Все это я прекрасно понимаю. Но вот беда, у меня самого, бухгалтера Сопиковского треста, никакой веры нет. Я бы хотел верить, как Дант, что земля центр мира, что грешные и бесстыдные римские папы будут жестоко наказаны в подходящем для них адском помещении, что божественная Беатриче[1337] в самом деле существует, но веру в реторте приготовить нельзя, и лишенный благодатной помощи я оказываюсь — увы! — самым настоящим атеистом и попадаю в общество товарища Курденко. Разница в том, что товарищ Курденко даже понятия не имеет о том, что, собственно, он утратил благодаря своему безбожию, а я не только имею точные об этом сведения, но даже предвижу, что на безбожии никакой культуры построить нельзя[1338] и что даже торжествующая как будто бездумная машина в конечном счете обратится против человека и раздавит его безжалостно своей железной бездарностью. Даже хлеб, добытый машиной, будет горьким, если только человек не забудет основательно тот хлеб, который с любовью, перекрестясь, пекла его мать, и не будет жрать без толка и благоговения фабричную кухонную «обезличку». Возможно, что будущий человек так озвереет, что согласится на это общее свиное корыто, и тогда все начнется сызнова, то есть тоска по богам, рождение их из бессмысленного хаоса жизни, мифотворчество, культы, а из культа уже, разумеется, и культуры. Без культа, то есть без песен, пляски, жертвы, любви и молитвы, человек превращается в нечто столь жалкое и ничтожное, что ему следует в таком положении стремиться к самоуничтожению и отнюдь не воображать, что выйдет толк из его цивилизации и прогресса. Прогресс в этом смысле является самой тупенькой фикцией, какую когда-либо выдумывал человек.

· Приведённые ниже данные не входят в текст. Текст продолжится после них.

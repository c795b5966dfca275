// Copyright (c) 2026 100monkeys.ai
// SPDX-License-Identifier: AGPL-3.0

//! CYNIC — the designated PBFT coordinator. Never filtered by the
//! reputation floor (§4.2); scores systemic coherence between a Cell's
//! stated risk and its stated complexity rather than either alone.

use std::collections::HashSet;

use async_trait::async_trait;

use crate::domain::cell::{Cell, Reality};
use crate::domain::constants::clamp_q_score;
use crate::domain::judge::{Judge, JudgeCapabilities, JudgeError, JudgeHealth};
use crate::domain::tier::Tier;
use crate::domain::vote::DogVote;

pub struct CynicDog;

impl CynicDog {
    pub fn new() -> Self {
        Self
    }

    /// A Cell that claims low risk but high complexity, or vice versa, is
    /// internally incoherent and scores worse than either extreme alone.
    fn coherence_score(cell: &Cell) -> f64 {
        let incoherence = (cell.risk - (1.0 - cell.complexity)).abs();
        clamp_q_score((1.0 - incoherence) * 100.0 * (1.0 - cell.risk * 0.5))
    }
}

impl Default for CynicDog {
    fn default() -> Self {
        Self::new()
    }
}

#[async_trait]
impl Judge for CynicDog {
    fn judge_id(&self) -> &str {
        "cynic"
    }

    async fn analyze(
        &self,
        cell: &Cell,
        _budget_usd: f64,
        _context_hints: &[String],
    ) -> Result<DogVote, JudgeError> {
        let score = Self::coherence_score(cell);
        Ok(DogVote::new(self.judge_id().into(), cell.cell_id, score, 0.45)
            .with_reasoning("systemic coherence between stated risk and complexity"))
    }

    async fn health(&self) -> JudgeHealth {
        JudgeHealth::Healthy
    }

    fn capabilities(&self) -> JudgeCapabilities {
        JudgeCapabilities {
            min_tier: Tier::Reflex,
            uses_llm: false,
            supported_realities: HashSet::from([
                Reality::Code,
                Reality::Market,
                Reality::Social,
                Reality::Human,
                Reality::Cynic,
                Reality::Solana,
                Reality::Cosmos,
            ]),
            reputation: 85.0,
            is_coordinator: true,
            is_guardian: false,
        }
    }
}

#[cfg(test)]
mod tests {
    use super::*;
    use crate::domain::cell::{Analysis, CellBuilder};

    #[tokio::test]
    async fn coherent_cell_scores_higher_than_incoherent() {
        let cynic = CynicDog::new();
        let coherent = CellBuilder::new(Reality::Code, Analysis::Judge).risk(0.1).complexity(0.9).build();
        let incoherent = CellBuilder::new(Reality::Code, Analysis::Judge).risk(0.9).complexity(0.9).build();

        let coherent_vote = cynic.analyze(&coherent, 1.0, &[]).await.unwrap();
        let incoherent_vote = cynic.analyze(&incoherent, 1.0, &[]).await.unwrap();
        assert!(coherent_vote.q_score > incoherent_vote.q_score);
    }

    #[test]
    fn coordinator_is_never_reputation_filtered() {
        let caps = CynicDog::new().capabilities();
        assert!(caps.is_coordinator);
    }
}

Мне кажется, что мои мысли неопровержимы, но мне от этого ни тепло ни холодно. Я-то ведь все-таки в богов не верю. И рассуждениями тут не поможешь.

VII

В сущности, мне нет никакого дела до этой Таточки из третьего нумера. Я заходил к ней раза два как ответственный съемщик квартиры. Она сама заговорила со мною, напомнила, что была моей ученицей и меня «очень боялась». Довольно странное существо! Если она не в театре, значит, вы наверное найдете ее в постели, где она ест, пьет, принимает гостей и запоем читает книжки, которые у нее торчат из-под подушки. Я полюбопытствовал, что она читает. Книжки оказались неожиданными для актрисы «малых форм» — Достоевский, Гомер, Софокл…[1339]

— Кто вам дал эти книги? — спросил я, недоумевая. — Кудефудров?

— Нет, он мне принес свой сборник стихов. Вот он, — сказала она, указывая на ковер, где валялся томик рядом с ночными туфлями.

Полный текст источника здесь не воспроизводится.